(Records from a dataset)
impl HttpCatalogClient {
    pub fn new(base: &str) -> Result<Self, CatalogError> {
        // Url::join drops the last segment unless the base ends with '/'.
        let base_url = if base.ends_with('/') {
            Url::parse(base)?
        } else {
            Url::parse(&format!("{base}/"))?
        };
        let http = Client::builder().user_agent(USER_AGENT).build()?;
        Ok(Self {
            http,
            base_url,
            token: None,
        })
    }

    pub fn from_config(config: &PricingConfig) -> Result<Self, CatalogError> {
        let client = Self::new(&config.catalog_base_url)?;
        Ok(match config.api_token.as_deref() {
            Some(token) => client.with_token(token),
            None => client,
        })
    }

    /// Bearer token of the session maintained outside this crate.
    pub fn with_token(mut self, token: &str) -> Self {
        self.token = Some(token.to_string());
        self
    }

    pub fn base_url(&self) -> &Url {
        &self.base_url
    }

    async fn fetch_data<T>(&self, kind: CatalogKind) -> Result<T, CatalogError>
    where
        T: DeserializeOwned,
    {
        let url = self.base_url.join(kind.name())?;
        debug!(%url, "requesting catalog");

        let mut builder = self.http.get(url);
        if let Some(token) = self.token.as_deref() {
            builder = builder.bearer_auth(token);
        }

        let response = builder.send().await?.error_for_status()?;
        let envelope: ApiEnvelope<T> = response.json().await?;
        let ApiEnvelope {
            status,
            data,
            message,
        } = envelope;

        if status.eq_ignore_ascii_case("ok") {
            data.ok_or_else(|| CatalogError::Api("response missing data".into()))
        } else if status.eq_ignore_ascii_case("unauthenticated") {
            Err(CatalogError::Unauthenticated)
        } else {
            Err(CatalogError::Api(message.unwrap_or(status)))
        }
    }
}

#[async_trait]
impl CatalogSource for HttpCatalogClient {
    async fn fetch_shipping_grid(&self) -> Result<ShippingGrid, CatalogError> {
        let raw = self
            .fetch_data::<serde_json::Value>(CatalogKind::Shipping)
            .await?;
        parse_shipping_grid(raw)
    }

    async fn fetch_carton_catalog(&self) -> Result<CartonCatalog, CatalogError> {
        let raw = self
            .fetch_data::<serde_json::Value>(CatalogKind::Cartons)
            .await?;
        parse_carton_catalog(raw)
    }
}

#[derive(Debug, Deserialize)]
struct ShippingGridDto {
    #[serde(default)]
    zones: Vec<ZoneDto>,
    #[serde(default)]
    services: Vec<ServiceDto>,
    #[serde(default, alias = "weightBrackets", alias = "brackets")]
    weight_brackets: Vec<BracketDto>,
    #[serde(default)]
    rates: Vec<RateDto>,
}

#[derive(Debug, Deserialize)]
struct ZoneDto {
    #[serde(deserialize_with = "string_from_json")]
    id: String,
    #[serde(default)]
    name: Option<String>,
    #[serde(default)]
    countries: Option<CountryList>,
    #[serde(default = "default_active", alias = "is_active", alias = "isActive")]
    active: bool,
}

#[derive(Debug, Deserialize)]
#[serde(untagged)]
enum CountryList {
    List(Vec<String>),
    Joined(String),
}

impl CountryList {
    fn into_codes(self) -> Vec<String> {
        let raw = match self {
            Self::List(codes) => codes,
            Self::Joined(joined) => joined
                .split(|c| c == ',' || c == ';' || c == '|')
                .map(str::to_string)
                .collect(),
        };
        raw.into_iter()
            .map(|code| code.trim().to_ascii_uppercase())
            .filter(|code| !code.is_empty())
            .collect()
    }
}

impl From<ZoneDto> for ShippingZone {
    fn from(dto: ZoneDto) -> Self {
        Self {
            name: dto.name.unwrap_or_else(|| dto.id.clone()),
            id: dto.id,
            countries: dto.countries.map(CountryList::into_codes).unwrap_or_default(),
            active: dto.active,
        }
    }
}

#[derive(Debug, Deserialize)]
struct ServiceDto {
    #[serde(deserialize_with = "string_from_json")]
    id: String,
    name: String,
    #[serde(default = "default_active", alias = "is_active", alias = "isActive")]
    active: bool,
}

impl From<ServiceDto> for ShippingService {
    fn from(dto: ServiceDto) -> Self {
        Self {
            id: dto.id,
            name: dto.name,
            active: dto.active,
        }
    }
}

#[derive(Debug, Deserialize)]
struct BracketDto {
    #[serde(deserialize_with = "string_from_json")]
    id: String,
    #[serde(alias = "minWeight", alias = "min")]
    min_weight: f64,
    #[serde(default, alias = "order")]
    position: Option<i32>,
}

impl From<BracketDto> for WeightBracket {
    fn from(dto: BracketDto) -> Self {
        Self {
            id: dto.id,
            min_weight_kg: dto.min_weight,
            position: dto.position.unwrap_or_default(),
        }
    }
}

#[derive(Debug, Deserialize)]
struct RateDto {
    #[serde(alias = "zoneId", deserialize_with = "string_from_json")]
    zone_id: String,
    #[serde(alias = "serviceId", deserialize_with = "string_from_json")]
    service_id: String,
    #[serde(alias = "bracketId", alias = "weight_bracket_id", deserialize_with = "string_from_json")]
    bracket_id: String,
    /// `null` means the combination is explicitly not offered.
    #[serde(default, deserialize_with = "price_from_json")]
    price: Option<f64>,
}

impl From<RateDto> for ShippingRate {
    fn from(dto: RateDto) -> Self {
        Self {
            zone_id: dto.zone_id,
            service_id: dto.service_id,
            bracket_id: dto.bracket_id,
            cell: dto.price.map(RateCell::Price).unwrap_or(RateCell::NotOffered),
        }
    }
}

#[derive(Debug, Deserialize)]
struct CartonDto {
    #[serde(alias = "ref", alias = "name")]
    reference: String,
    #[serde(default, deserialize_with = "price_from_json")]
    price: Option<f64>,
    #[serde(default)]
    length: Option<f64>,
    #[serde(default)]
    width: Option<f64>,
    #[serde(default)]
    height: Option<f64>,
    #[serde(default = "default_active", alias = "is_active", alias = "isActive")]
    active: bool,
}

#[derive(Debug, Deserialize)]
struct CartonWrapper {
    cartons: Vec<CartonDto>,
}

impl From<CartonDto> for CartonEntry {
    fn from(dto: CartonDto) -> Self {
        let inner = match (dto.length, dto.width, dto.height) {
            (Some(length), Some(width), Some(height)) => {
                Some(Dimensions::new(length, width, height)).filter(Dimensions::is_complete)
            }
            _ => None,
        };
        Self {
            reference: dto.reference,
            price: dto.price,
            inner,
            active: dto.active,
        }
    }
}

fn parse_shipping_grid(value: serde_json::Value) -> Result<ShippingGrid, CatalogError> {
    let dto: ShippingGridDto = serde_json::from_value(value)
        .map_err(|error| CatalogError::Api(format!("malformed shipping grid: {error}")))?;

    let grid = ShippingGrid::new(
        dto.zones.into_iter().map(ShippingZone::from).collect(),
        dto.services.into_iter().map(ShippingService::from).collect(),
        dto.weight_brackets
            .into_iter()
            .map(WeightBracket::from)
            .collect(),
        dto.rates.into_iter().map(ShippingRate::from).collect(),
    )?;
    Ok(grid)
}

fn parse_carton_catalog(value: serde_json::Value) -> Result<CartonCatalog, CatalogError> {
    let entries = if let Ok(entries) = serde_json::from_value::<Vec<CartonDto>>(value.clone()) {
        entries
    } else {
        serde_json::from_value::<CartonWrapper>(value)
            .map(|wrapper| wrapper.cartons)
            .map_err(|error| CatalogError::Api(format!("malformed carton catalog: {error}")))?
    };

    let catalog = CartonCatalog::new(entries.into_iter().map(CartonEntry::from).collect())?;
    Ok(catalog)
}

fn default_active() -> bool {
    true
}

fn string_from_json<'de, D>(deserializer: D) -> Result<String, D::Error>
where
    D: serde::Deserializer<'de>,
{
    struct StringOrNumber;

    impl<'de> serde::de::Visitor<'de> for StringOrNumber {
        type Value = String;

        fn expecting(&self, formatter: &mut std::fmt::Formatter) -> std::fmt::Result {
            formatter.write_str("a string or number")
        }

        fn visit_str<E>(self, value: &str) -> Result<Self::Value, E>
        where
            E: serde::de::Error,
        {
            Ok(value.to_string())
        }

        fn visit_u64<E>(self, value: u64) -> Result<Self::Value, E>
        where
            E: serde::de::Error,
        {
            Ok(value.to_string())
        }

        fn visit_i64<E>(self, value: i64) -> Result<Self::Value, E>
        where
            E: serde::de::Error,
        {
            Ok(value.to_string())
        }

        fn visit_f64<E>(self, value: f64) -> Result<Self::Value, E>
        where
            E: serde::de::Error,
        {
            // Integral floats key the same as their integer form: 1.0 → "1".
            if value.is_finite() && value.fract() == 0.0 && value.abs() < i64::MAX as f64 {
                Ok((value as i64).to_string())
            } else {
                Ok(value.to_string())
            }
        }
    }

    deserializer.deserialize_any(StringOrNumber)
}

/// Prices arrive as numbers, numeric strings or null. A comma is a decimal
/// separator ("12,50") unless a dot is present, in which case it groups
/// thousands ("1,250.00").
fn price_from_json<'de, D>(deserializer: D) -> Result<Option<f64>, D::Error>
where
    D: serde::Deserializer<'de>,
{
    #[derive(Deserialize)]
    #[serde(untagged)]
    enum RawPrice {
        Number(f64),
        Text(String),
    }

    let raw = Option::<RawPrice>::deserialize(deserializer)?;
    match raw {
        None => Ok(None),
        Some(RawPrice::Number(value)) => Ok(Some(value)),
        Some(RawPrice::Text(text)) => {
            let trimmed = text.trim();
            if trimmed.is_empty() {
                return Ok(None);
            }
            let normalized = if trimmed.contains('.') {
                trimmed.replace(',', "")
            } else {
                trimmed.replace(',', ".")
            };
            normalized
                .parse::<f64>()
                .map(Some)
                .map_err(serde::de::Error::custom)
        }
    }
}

Problem details →
Restate the data word for word. Begin at its first line, end at the line that contains "pub fn from_config(config: &PricingConfig)", and include both.

Task solution →
impl HttpCatalogClient {
    pub fn new(base: &str) -> Result<Self, CatalogError> {
        // Url::join drops the last segment unless the base ends with '/'.
        let base_url = if base.ends_with('/') {
            Url::parse(base)?
        } else {
            Url::parse(&format!("{base}/"))?
        };
        let http = Client::builder().user_agent(USER_AGENT).build()?;
        Ok(Self {
            http,
            base_url,
            token: None,
        })
    }

    pub fn from_config(config: &PricingConfig) -> Result<Self, CatalogError> {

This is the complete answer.